With a little bit of induction-deduction and a lot of listening, you’ll be able to obtain a lot more information than most people. A plus if you are observant as there’s as much information volunteered as restrained; double-plus if you ask the right questions; triple-plus if you know the right people for the right type information. With a good memory and pleasant working relationships, you’ll be powerfully connected.
So really, these are the little things in office that keep me mentally entertained in an alternative way; true to Apple, Inc’s philosophy—Think Different.
Tuesday, November 17. 2009
I was glad.
Having been in Australia for 3 weeks, I haven’t been doing much physical training as the conditions, i.e. dust, sand and all, are extremely bad for my asthma. Upon touch down, I must take my IPPT before ORD-ing in just 7 days.
Today is the day I cleared it finally in the far west; To God be the Glory. 
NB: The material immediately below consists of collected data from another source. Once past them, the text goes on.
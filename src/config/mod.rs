use std::env;
use std::path::PathBuf;
use thiserror::Error;

pub const DEFAULT_API_URL: &str = "https://api.github.com";
const MULTIPART_OVERHEAD: usize = 1024 * 1024;

#[derive(Error, Debug, PartialEq, Eq)]
pub enum ConfigError {
    #[error("{0} must be set")]
    Missing(&'static str),

    #[error("{name} has an invalid value: {value}")]
    Invalid { name: &'static str, value: String },
}

/// Runtime configuration for the upload service
#[derive(Debug, Clone)]
pub struct AppConfig {
    /// Bearer token used for every write against the content API (required)
    pub github_token: String,

    /// Repository owner (required)
    pub github_owner: String,

    /// Repository name (required)
    pub github_repo: String,

    /// Content API base URL (default: https://api.github.com)
    pub github_api_url: String,

    /// Listen port (default: 8080)
    pub port: u16,

    /// Directory where incoming images are staged (default: "uploads/mangas")
    pub staging_dir: PathBuf,

    /// Maximum request body size in bytes (default: 50 MB)
    pub max_file_size: usize,

    /// Allowed CORS origins, "*" allows any (default: "*")
    pub allowed_origins: Vec<String>,
}

impl AppConfig {
    /// Load configuration from environment variables
    pub fn from_env() -> Result<Self, ConfigError> {
        Self::from_lookup(|key| env::var(key).ok())
    }

    /// Load configuration through an arbitrary key lookup.
    ///
    /// Fails fast when the token or repository coordinates are absent so
    /// that the process never binds a listener it cannot serve.
    pub fn from_lookup<F>(lookup: F) -> Result<Self, ConfigError>
    where
        F: Fn(&str) -> Option<String>,
    {
        let required = |name: &'static str| {
            lookup(name)
                .map(|v| v.trim().to_string())
                .filter(|v| !v.is_empty())
                .ok_or(ConfigError::Missing(name))
        };

        let github_token = required("GITHUB_API_TOKEN")?;
        let github_owner = required("GITHUB_OWNER")?;
        let github_repo = required("GITHUB_REPO")?;

        let port = match lookup("PORT") {
            Some(v) => v.trim().parse().map_err(|_| ConfigError::Invalid {
                name: "PORT",
                value: v,
            })?,
            None => 8080,
        };

        let max_file_size = match lookup("MAX_FILE_SIZE") {
            Some(v) => v.trim().parse().map_err(|_| ConfigError::Invalid {
                name: "MAX_FILE_SIZE",
                value: v,
            })?,
            None => 50 * 1024 * 1024, // 50 MB
        };

        Ok(Self {
            github_token,
            github_owner,
            github_repo,
            github_api_url: lookup("GITHUB_API_URL")
                .map(|v| v.trim().trim_end_matches('/').to_string())
                .filter(|v| !v.is_empty())
                .unwrap_or_else(|| DEFAULT_API_URL.to_string()),
            port,
            staging_dir: lookup("STAGING_DIR")
                .filter(|v| !v.trim().is_empty())
                .map(PathBuf::from)
                .unwrap_or_else(|| PathBuf::from("uploads/mangas")),
            max_file_size,
            allowed_origins: lookup("ALLOWED_ORIGINS")
                .map(|v| {
                    v.split(',')
                        .map(|s| s.trim().to_string())
                        .filter(|s| !s.is_empty())
                        .collect()
                })
                .unwrap_or_else(|| vec!["*".to_string()]),
        })
    }

    /// Config pointing at a local API double, used by tests and local runs
    pub fn development(api_url: &str, staging_dir: PathBuf) -> Self {
        Self {
            github_token: "dev-token".to_string(),
            github_owner: "owner".to_string(),
            github_repo: "mangas".to_string(),
            github_api_url: api_url.trim_end_matches('/').to_string(),
            port: 8080,
            staging_dir,
            max_file_size: 50 * 1024 * 1024,
            allowed_origins: vec!["*".to_string()],
        }
    }

    /// Request body cap: the file limit plus room for multipart framing and text fields
    pub fn body_limit(&self) -> usize {
        self.max_file_size.saturating_add(MULTIPART_OVERHEAD)
    }

    pub fn repository(&self) -> String {
        format!("{}/{}", self.github_owner, self.github_repo)
    }
}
Saturday, November 14. 2009
Today, something rather bizarre happened. While I was ordering coffee, I felt like having a hot coffee as the environment was rather cold there and drinking something warm would feel good. Little did I realise, I made an order for an iced version instead, without even realising the thought inconsistency. I was offered a packet of sugar which I promptly refused as my drink to come is cold.
It was only when my coffee arrived that I realised that the coffee is cold and that I actually wanted hot coffee instead in the beginning. All these happened within the span of 20 minutes.
This is really bad; I’m severely sleep deprived and still jet lagged. I shall have a sleeping pill tonight and hope that I don’t wake up at 4 am tomorrow morning again, as it has been the last 4 days.
If this still doesn’t help, I need to find a way to reset my Circadian rhythm, fast.